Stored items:
####################

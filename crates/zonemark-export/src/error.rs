//! Export error types

use thiserror::Error;

/// Result type for export operations
pub type ExportResult<T> = std::result::Result<T, ExportError>;

/// Errors that can occur while exporting or re-importing zones
#[derive(Debug, Error)]
pub enum ExportError {
    /// IO error
    #[error("IO error: {0}")]
    Io(#[from] std::io::Error),

    /// JSON error
    #[error("JSON error: {0}")]
    Json(#[from] serde_json::Error),

    /// CSV library error
    #[error("CSV error: {0}")]
    Csv(#[from] csv::Error),

    /// Core error
    #[error("Core error: {0}")]
    Core(#[from] zonemark_core::Error),
}
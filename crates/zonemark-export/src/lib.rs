//! # zonemark-export
//!
//! Exports of detected zones: a JSON document that can be read back, a
//! per-zone CSV summary, a plain-text report and per-cell data points.

mod document;
mod error;
mod points;
mod report;
mod summary;

pub use document::{
    label_slot, ExportBounds, ExportCell, ExportDocument, ExportLabel, ExportPair,
    ExportPalette, ExportZone, PaletteEntry,
};
pub use error::{ExportError, ExportResult};
pub use points::{data_points, DataPoint};
pub use report::zone_report;
pub use summary::{write_zone_summary_csv, zone_summary_csv};
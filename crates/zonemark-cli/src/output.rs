//! Text rendering for the CLI commands

use std::fmt::Write;

use anyhow::{Context, Result};
use zonemark::{
    data_points, zone_report, zone_summary_csv, ColorGroup, ColorSummary, DataPoint,
    ExportDocument, Session,
};

use crate::OutputFormat;

/// Rendered detection result in the requested format
pub fn render(session: &Session, format: OutputFormat) -> Result<String> {
    let pair_count = session.palette().map_or(0, |p| p.pairs.len());

    match format {
        OutputFormat::Json => {
            let mut json = ExportDocument::from_session(session)
                .to_json_string()
                .context("Failed to serialize zones")?;
            json.push('\n');
            Ok(json)
        }
        OutputFormat::Csv => {
            zone_summary_csv(session.zones(), pair_count).context("Failed to write CSV")
        }
        OutputFormat::Report => {
            let now = chrono::Local::now().naive_local();
            let report = match session.palette() {
                Some(palette) => zone_report(session.zones(), palette, now),
                None => String::new(),
            };
            Ok(report)
        }
        OutputFormat::Points => {
            let points: Vec<DataPoint> = session.zones().iter().flat_map(data_points).collect();
            let mut json =
                serde_json::to_string_pretty(&points).context("Failed to serialize data points")?;
            json.push('\n');
            Ok(json)
        }
    }
}

fn examples(addresses: &[zonemark::CellAddress]) -> String {
    addresses
        .iter()
        .map(|a| a.to_string())
        .collect::<Vec<_>>()
        .join(", ")
}

/// One line per color: hex, name, count, merged count and examples
pub fn color_table(summary: &[ColorSummary]) -> String {
    let mut out = String::new();
    let _ = writeln!(
        out,
        "{:<8} {:<12} {:>7} {:>7}  {}",
        "Color", "Name", "Cells", "Merged", "Examples"
    );
    for entry in summary {
        let _ = writeln!(
            out,
            "{:<8} {:<12} {:>7} {:>7}  {}",
            format!("#{}", entry.color),
            entry.name.as_str(),
            entry.count,
            entry.merged_count,
            examples(&entry.examples)
        );
    }
    out
}

/// One line per group of similar colors
pub fn color_group_table(groups: &[ColorGroup]) -> String {
    let mut out = String::new();
    let _ = writeln!(
        out,
        "{:<8} {:<12} {:>7}  {:<30} {}",
        "Color", "Name", "Cells", "Variations", "Examples"
    );
    for group in groups {
        let variations = group
            .variations
            .iter()
            .map(|c| format!("#{}", c))
            .collect::<Vec<_>>()
            .join(" ");
        let _ = writeln!(
            out,
            "{:<8} {:<12} {:>7}  {:<30} {}",
            format!("#{}", group.color),
            group.name.as_str(),
            group.count,
            variations,
            examples(&group.examples)
        );
    }
    out
}
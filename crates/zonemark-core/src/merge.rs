//! Merging of nearby zones

use crate::zone::{Bounds, Zone};
use log::debug;

/// Check whether two bounding boxes are within `max_gap` of each other
///
/// Side by side: the row ranges overlap (allowing `max_gap`) and the facing
/// column edges are at most `max_gap` apart. Stacked: the same with rows and
/// columns swapped.
pub fn are_adjacent(a: &Bounds, b: &Bounds, max_gap: u32) -> bool {
    let gap = max_gap as i64;
    let (a_min_row, a_max_row) = (a.min_row as i64, a.max_row as i64);
    let (a_min_col, a_max_col) = (a.min_col as i64, a.max_col as i64);
    let (b_min_row, b_max_row) = (b.min_row as i64, b.max_row as i64);
    let (b_min_col, b_max_col) = (b.min_col as i64, b.max_col as i64);

    let rows_overlap = a_min_row <= b_max_row + gap && a_max_row >= b_min_row - gap;
    if rows_overlap && ((a_max_col - b_min_col).abs() <= gap || (b_max_col - a_min_col).abs() <= gap) {
        return true;
    }

    let cols_overlap = a_min_col <= b_max_col + gap && a_max_col >= b_min_col - gap;
    cols_overlap && ((a_max_row - b_min_row).abs() <= gap || (b_max_row - a_min_row).abs() <= gap)
}

/// One merge pass over `zones`
///
/// Each zone not yet absorbed takes in every later zone adjacent to its
/// original bounds. Cells and labels are appended, bounds grow to cover the
/// absorbed zone, the count becomes the number of cells and ids are
/// renumbered from 1. Fewer than two zones are returned untouched.
pub fn merge_zones(zones: Vec<Zone>, max_gap: u32) -> Vec<Zone> {
    if zones.len() <= 1 {
        return zones;
    }

    let original: Vec<Bounds> = zones.iter().map(|z| z.bounds).collect();
    let mut slots: Vec<Option<Zone>> = zones.into_iter().map(Some).collect();
    let mut merged = Vec::new();

    for i in 0..slots.len() {
        let Some(mut zone) = slots[i].take() else {
            continue;
        };

        for j in (i + 1)..slots.len() {
            if slots[j].is_none() || !are_adjacent(&original[i], &original[j], max_gap) {
                continue;
            }
            if let Some(other) = slots[j].take() {
                zone.bounds = zone.bounds.union(&other.bounds);
                zone.cells.extend(other.cells);
                zone.labels.extend(other.labels);
            }
        }

        zone.id = merged.len() as u32 + 1;
        zone.cell_count = zone.cells.len();
        merged.push(zone);
    }

    debug!("merge pass (gap {}): {} zones", max_gap, merged.len());
    merged
}

/// Repeat [`merge_zones`] until a pass no longer reduces the zone count
pub fn merge_zones_until_stable(zones: Vec<Zone>, max_gap: u32) -> Vec<Zone> {
    let mut zones = zones;
    loop {
        let before = zones.len();
        zones = merge_zones(zones, max_gap);
        if zones.len() == before {
            return zones;
        }
    }
}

####################

Task details
Once you reach the line with "filename crates/zonemark-core/src/merge.rs" in the data above, copy it and every line after it exactly, up to and including the line with "let (a_min_col, a_max_col)".

Expected output
filename crates/zonemark-core/src/merge.rs
//! Merging of nearby zones

use crate::zone::{Bounds, Zone};
use log::debug;

/// Check whether two bounding boxes are within `max_gap` of each other
///
/// Side by side: the row ranges overlap (allowing `max_gap`) and the facing
/// column edges are at most `max_gap` apart. Stacked: the same with rows and
/// columns swapped.
pub fn are_adjacent(a: &Bounds, b: &Bounds, max_gap: u32) -> bool {
    let gap = max_gap as i64;
    let (a_min_row, a_max_row) = (a.min_row as i64, a.max_row as i64);
    let (a_min_col, a_max_col) = (a.min_col as i64, a.max_col as i64);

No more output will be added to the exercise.